**Task details:**
Among the entries below, how many lines have the string "query" in them? Only the number should be given.

[Collected data]
<<<<

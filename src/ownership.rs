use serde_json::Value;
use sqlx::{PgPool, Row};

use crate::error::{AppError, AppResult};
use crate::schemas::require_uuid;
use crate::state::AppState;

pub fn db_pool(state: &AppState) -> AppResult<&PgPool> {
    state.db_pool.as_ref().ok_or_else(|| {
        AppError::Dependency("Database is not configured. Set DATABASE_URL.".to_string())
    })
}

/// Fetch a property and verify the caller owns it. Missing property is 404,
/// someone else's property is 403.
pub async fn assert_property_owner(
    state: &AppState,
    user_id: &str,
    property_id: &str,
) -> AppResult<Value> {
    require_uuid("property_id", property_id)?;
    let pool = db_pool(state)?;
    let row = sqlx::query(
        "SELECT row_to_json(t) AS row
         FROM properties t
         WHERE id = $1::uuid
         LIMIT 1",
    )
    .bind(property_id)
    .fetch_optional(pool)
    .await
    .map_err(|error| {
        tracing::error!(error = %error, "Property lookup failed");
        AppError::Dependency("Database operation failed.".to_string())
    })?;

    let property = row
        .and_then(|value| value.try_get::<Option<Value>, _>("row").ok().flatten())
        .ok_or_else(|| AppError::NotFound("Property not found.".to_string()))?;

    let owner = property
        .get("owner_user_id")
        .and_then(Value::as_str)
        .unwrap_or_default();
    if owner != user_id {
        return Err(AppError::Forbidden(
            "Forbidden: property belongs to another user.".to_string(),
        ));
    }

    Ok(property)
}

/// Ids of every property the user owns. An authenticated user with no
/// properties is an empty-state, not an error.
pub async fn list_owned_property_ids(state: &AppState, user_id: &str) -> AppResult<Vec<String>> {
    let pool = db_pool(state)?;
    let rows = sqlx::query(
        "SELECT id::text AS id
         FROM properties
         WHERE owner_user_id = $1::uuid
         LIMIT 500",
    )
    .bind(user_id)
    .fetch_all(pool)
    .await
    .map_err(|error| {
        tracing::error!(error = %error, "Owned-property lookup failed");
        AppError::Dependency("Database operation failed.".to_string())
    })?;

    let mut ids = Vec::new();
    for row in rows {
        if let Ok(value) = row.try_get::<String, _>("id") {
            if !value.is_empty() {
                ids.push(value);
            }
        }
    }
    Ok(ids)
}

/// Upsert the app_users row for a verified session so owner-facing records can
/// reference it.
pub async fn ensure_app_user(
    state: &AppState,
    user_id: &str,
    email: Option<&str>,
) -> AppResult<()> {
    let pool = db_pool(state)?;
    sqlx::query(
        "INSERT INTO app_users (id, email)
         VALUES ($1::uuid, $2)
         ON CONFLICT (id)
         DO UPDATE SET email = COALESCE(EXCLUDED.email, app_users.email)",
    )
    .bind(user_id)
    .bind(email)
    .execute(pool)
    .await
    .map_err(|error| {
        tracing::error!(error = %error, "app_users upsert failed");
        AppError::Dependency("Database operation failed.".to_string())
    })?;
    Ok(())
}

>>>>
<<<<

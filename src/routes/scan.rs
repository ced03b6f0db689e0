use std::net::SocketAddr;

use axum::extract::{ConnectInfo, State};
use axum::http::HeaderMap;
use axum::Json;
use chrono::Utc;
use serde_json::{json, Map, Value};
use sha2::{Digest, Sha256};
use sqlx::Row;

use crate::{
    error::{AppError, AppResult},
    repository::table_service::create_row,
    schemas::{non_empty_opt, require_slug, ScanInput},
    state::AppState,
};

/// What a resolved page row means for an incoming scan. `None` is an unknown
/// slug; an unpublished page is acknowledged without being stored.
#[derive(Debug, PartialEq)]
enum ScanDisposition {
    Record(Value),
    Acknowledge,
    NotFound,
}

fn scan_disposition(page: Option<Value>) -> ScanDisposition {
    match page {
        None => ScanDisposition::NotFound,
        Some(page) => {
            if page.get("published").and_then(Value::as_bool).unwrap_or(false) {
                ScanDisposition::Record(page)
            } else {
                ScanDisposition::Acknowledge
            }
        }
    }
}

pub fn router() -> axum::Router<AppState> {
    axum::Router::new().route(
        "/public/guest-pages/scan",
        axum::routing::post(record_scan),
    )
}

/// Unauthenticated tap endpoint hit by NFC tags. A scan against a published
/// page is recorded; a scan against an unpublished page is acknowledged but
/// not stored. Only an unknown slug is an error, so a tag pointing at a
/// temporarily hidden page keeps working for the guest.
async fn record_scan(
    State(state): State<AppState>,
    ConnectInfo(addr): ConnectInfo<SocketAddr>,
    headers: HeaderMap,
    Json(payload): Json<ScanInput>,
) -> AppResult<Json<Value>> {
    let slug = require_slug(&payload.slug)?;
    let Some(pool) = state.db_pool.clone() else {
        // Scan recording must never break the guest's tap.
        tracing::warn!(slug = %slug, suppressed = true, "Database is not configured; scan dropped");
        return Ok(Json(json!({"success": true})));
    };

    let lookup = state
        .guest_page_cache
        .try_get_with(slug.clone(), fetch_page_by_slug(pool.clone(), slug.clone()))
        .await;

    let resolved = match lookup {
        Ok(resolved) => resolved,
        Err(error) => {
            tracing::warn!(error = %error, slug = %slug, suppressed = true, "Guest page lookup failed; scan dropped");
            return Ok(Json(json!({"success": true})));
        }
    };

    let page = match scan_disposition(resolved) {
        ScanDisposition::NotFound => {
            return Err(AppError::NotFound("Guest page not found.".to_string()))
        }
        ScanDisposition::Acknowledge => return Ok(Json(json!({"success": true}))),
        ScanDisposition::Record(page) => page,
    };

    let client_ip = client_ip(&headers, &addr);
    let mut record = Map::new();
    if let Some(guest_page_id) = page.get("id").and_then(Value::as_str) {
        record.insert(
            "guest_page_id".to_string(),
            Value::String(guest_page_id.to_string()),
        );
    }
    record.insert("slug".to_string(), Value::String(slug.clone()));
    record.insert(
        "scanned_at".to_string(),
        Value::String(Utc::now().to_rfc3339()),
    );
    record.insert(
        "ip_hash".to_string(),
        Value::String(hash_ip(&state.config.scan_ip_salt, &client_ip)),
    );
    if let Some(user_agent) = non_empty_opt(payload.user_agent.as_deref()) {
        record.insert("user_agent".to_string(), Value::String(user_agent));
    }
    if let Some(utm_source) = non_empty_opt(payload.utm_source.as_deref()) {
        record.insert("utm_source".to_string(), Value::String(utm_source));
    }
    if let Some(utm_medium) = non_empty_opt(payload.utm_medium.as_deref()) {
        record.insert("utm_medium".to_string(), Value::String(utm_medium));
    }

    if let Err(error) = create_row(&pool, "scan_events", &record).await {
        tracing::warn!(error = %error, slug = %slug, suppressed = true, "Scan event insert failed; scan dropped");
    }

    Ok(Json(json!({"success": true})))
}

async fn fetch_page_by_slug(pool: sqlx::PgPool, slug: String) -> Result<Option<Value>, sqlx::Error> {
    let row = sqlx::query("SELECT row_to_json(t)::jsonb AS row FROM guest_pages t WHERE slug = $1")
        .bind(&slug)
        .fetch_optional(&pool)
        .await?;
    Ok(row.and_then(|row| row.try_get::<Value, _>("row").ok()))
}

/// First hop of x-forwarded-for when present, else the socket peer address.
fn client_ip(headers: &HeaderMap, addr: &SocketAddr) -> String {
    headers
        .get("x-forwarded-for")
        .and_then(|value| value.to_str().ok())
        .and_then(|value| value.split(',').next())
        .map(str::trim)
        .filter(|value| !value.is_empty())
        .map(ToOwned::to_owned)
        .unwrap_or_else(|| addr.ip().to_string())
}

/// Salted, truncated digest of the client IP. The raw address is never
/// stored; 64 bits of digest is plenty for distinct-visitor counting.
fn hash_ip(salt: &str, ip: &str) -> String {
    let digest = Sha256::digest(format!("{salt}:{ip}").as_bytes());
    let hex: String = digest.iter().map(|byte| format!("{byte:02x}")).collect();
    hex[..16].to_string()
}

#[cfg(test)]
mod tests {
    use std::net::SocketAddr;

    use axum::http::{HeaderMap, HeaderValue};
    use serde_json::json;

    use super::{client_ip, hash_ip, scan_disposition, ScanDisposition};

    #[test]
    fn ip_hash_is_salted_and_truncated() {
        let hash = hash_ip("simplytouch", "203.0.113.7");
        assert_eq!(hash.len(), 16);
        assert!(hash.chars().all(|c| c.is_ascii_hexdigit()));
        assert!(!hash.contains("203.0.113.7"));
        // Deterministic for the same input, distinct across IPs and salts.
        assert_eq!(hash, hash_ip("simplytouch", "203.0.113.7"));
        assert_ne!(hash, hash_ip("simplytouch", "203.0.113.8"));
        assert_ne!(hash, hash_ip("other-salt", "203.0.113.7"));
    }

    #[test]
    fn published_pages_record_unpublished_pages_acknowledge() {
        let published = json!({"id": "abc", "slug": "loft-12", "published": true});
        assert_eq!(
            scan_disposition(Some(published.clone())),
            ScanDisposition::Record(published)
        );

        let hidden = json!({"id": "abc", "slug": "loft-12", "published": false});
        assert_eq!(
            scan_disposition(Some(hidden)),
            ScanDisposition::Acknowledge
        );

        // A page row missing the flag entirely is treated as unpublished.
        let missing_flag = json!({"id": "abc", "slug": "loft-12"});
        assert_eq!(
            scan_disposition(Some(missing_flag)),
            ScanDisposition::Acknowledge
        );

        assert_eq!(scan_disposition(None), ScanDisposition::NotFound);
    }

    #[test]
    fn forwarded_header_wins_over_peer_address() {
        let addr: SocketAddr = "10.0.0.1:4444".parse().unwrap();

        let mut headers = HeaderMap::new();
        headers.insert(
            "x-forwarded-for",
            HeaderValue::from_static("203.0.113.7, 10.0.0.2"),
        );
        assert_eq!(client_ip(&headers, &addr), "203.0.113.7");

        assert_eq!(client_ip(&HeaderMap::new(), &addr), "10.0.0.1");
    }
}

>>>>

**Your response:**
4